[Stored data]
━━━━━━━━━━━━━━━━

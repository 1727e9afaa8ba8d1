use crate::reply::Reply;
use crate::session::Session;
use crate::state::FtpState;
use log::info;

/// Handles the QUIT FTP command: poison the session so the control
/// connection closes as soon as nothing is in flight.
pub async fn handle_quit_command(state: &FtpState, session: &mut Session) -> Reply {
    session.poisoned = true;
    state.pasv.cancel(session.id);
    info!("Session {} quitting", session.id);

    if session.data_conn.is_some() {
        Reply::new(
            221,
            "Service closing control connection as soon as data transferred.",
        )
    } else {
        Reply::new(221, "Service closing control connection.")
    }
}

━━━━━━━━━━━━━━━━

» ABOUT THIS EXERCISE
Your task is to reproduce all the records above exactly as they appear.

» RESPONSE AREA
repository 1727e9afaa8ba8d1
use crate::reply::Reply;
use crate::session::Session;
use crate::state::FtpState;
use log::info;

/// Handles the QUIT FTP command: poison the session so the control
/// connection closes as soon as nothing is in flight.
pub async fn handle_quit_command(state: &FtpState, session: &mut Session) -> Reply {
    session.poisoned = true;
    state.pasv.cancel(session.id);
    info!("Session {} quitting", session.id);

    if session.data_conn.is_some() {
        Reply::new(
            221,
            "Service closing control connection as soon as data transferred.",
        )
    } else {
        Reply::new(221, "Service closing control connection.")
    }
}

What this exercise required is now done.